Interaction studies with HpaP deletion derivatives mutated in the type III secretion substrate specificity switch (T3S4) domain. (a) Deletions in the T3S4 domain do not abolish the self‐interaction of HpaP. Immobilized glutathione S‐transferase (GST), GST‐HpaP, GST‐HpaPΔ_149–153 and GST‐HpaPΔ_156–160 were incubated with 6His‐HpaP. Total cell lysates (TE) and eluted proteins (eluates) were analysed using antibodies directed against GST and the 6His epitope.
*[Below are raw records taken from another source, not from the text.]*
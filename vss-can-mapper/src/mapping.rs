//! VSS to CAN mapping table
//!
//! The mapping file mirrors the VSS tree. Leaf signals that should be written
//! to the bus carry a `vss2dbc` declaration naming the DBC signal and an
//! optional transform:
//!
//! ```json
//! {"Vehicle": {"type": "branch", "children": {
//!     "Cabin": {"type": "branch", "children": {
//!         "Door": {"type": "branch", "children": {
//!             "IsOpen": {"type": "actuator", "datatype": "boolean",
//!                 "vss2dbc": {"signal": "VCLEFT_frontLatchStatus",
//!                             "transform": {"mapping": [{"from": true, "to": 1},
//!                                                       {"from": false, "to": 0}]}}}}}}}}}}
//! ```
//!
//! The table is built once and indexed both by VSS path and by CAN frame id.

use crate::codec::FrameCodec;
use crate::transform::Transform;
use crate::types::{Field, MapperError, Result, SignalValue, SubscribeEntry};
use std::collections::{BTreeMap, HashMap};
use std::path::Path;

/// Key of the tree-model to bus-model declaration on a leaf signal
pub const DECLARATION_KEY: &str = "vss2dbc";

const SIGNAL_TYPES: [&str; 3] = ["sensor", "actuator", "attribute"];
const BRANCH_TYPE: &str = "branch";

/// One VSS path to DBC signal correspondence
#[derive(Debug, Clone)]
pub struct MappingEntry {
    /// Target signal name in the DBC
    pub dbc_name: String,
    /// CAN frame carrying the target signal
    pub frame_id: u32,
    /// Conversion rule; `None` is the identity
    pub transform: Option<Transform>,
    /// Most recent transformed value; `None` until the first update and
    /// after an update whose transform produced nothing
    pub last_value: Option<SignalValue>,
}

impl MappingEntry {
    pub fn new(dbc_name: impl Into<String>, frame_id: u32, transform: Option<Transform>) -> Self {
        Self {
            dbc_name: dbc_name.into(),
            frame_id,
            transform,
            last_value: None,
        }
    }
}

/// All mappings, indexed by VSS path and by CAN frame id
///
/// Entries live in a single arena; the two indices hold positions into it so
/// that a value written through the path index is visible through the frame
/// index.
#[derive(Debug, Default)]
pub struct MappingTable {
    entries: Vec<MappingEntry>,
    by_path: HashMap<String, Vec<usize>>,
    by_frame: BTreeMap<u32, Vec<usize>>,
}

impl MappingTable {
    /// Build the table from a parsed mapping document
    ///
    /// `frame_lookup` resolves a DBC signal name to the CAN id of the frame
    /// carrying it. Declarations naming an unknown signal are dropped with a
    /// warning; malformed declarations are an error.
    pub fn build<F>(schema: &serde_json::Value, frame_lookup: F) -> Result<Self>
    where
        F: Fn(&str) -> Option<u32>,
    {
        let mut table = Self::default();
        table.traverse("", schema, "", &frame_lookup)?;
        log::info!(
            "Mapping table built: {} entries for {} paths in {} frames",
            table.entries.len(),
            table.by_path.len(),
            table.by_frame.len()
        );
        Ok(table)
    }

    /// Read a mapping file and build the table against a codec's DBC
    pub fn from_file(path: &Path, codec: &FrameCodec) -> Result<Self> {
        log::info!("Reading mapping from {:?}", path);
        let content = std::fs::read_to_string(path).map_err(|e| {
            MapperError::MappingFileError(format!("Failed to read {:?}: {}", path, e))
        })?;
        let schema: serde_json::Value = serde_json::from_str(&content).map_err(|e| {
            MapperError::MappingFileError(format!("Failed to read json from {:?}: {}", path, e))
        })?;
        Self::build(&schema, |name| codec.resolve_frame_id(name))
    }

    /// Add an entry under a VSS path
    pub fn insert(&mut self, path: impl Into<String>, entry: MappingEntry) {
        let index = self.entries.len();
        self.by_frame.entry(entry.frame_id).or_default().push(index);
        self.by_path.entry(path.into()).or_default().push(index);
        self.entries.push(entry);
    }

    fn traverse<F>(&mut self, name: &str, node: &serde_json::Value, prefix: &str, frame_lookup: &F) -> Result<()>
    where
        F: Fn(&str) -> Option<u32>,
    {
        let object = match node.as_object() {
            Some(object) => object,
            None => return Ok(()),
        };

        match object.get("type").and_then(|t| t.as_str()) {
            Some(BRANCH_TYPE) => {
                let branch_path = format!("{}{}", prefix, name);
                match object.get("children").and_then(|c| c.as_object()) {
                    Some(children) => {
                        let child_prefix = format!("{}.", branch_path);
                        for (child_name, child) in children {
                            self.traverse(child_name, child, &child_prefix, frame_lookup)?;
                        }
                    }
                    None => log::warn!("Branch {} has no children", branch_path),
                }
            }
            Some(kind) if SIGNAL_TYPES.contains(&kind) => {
                self.analyze_signal(&format!("{}{}", prefix, name), object, frame_lookup)?;
            }
            _ => {
                // Grouping object without a path component of its own
                for (member_name, member) in object {
                    self.traverse(member_name, member, prefix, frame_lookup)?;
                }
            }
        }
        Ok(())
    }

    fn analyze_signal<F>(
        &mut self,
        path: &str,
        node: &serde_json::Map<String, serde_json::Value>,
        frame_lookup: &F,
    ) -> Result<()>
    where
        F: Fn(&str) -> Option<u32>,
    {
        let declaration = match node.get(DECLARATION_KEY) {
            Some(declaration) => declaration,
            None => return Ok(()),
        };
        log::debug!("Signal {} has {}", path, DECLARATION_KEY);

        let declaration = declaration.as_object().ok_or_else(|| {
            MapperError::invalid_mapping(path, format!("{} is not an object", DECLARATION_KEY))
        })?;

        let dbc_name = declaration
            .get("signal")
            .and_then(|s| s.as_str())
            .unwrap_or("");
        if dbc_name.is_empty() {
            return Err(MapperError::invalid_mapping(path, "no dbc signal found"));
        }

        let transform = extract_transform(path, declaration)?;

        let frame_id = match frame_lookup(dbc_name) {
            Some(frame_id) => frame_id,
            None => {
                log::warn!(
                    "Signal {} for {} not found in any frame, mapping dropped",
                    dbc_name,
                    path
                );
                return Ok(());
            }
        };

        self.insert(path, MappingEntry::new(dbc_name, frame_id, transform));
        Ok(())
    }

    /// Entries mapped from a VSS path, in declaration order
    pub fn entries_for_path(&self, path: &str) -> impl Iterator<Item = &MappingEntry> {
        self.by_path
            .get(path)
            .into_iter()
            .flatten()
            .map(move |&i| &self.entries[i])
    }

    /// Entries packed into a CAN frame
    pub fn entries_for_frame(&self, frame_id: u32) -> impl Iterator<Item = &MappingEntry> {
        self.by_frame
            .get(&frame_id)
            .into_iter()
            .flatten()
            .map(move |&i| &self.entries[i])
    }

    pub(crate) fn indices_for_path(&self, path: &str) -> Option<&[usize]> {
        self.by_path.get(path).map(|v| v.as_slice())
    }

    pub(crate) fn entry_mut(&mut self, index: usize) -> &mut MappingEntry {
        &mut self.entries[index]
    }

    pub fn contains_path(&self, path: &str) -> bool {
        self.by_path.contains_key(path)
    }

    /// All mapped VSS paths, sorted
    pub fn paths(&self) -> Vec<&str> {
        let mut paths: Vec<&str> = self.by_path.keys().map(|p| p.as_str()).collect();
        paths.sort_unstable();
        paths
    }

    /// All CAN frames with at least one mapped signal
    pub fn frame_ids(&self) -> Vec<u32> {
        self.by_frame.keys().copied().collect()
    }

    /// Subscription requests for every mapped path, target value only
    pub fn subscribe_entries(&self) -> Vec<SubscribeEntry> {
        self.paths()
            .into_iter()
            .map(|path| {
                log::info!("Subscribing to {}", path);
                SubscribeEntry {
                    path: path.to_string(),
                    fields: vec![Field::ActuatorTarget],
                }
            })
            .collect()
    }

    pub fn len(&self) -> usize {
        self.entries.len()
    }

    pub fn is_empty(&self) -> bool {
        self.entries.is_empty()
    }
}

/// Pull the transform section out of a declaration
///
/// The section is normally nested under `transform`; a declaration carrying
/// `mapping` or `math` directly is accepted as well.
fn extract_transform(
    path: &str,
    declaration: &serde_json::Map<String, serde_json::Value>,
) -> Result<Option<Transform>> {
    if let Some(section) = declaration.get("transform") {
        return Transform::from_json(path, section).map(Some);
    }
    if declaration.contains_key("mapping") || declaration.contains_key("math") {
        let mut section = declaration.clone();
        section.remove("signal");
        return Transform::from_json(path, &serde_json::Value::Object(section)).map(Some);
    }
    log::debug!("No transformation found for {}", path);
    Ok(None)
}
Bands corresponding to GST and GST fusion proteins are marked by asterisks; lower bands represent degradation products. (b) Deletions in the T3S4 domain do not abolish interaction between HpaP and the type III effector PopP1. Yeast cells were co‐transformed by BD‐PopP1 and either AD‐HpaPΔ_149–153 or AD‐HpaPΔ_156–160. Double transformation and interaction were tested by plating yeasts on synthetic dropout medium lacking leucine and tryptophan (SD/–Leu/–Trp) and synthetic dropout medium lacking leucine, tryptophan and histidine (SD/–Leu/–Trp/–His), respectively. 3‐Aminotriazole (3‐AT) was added to suppress autoactivation. Experiments in (a) and (b) were repeated twice with similar results. AD, activation domain; BD, binding domain; His, histidine.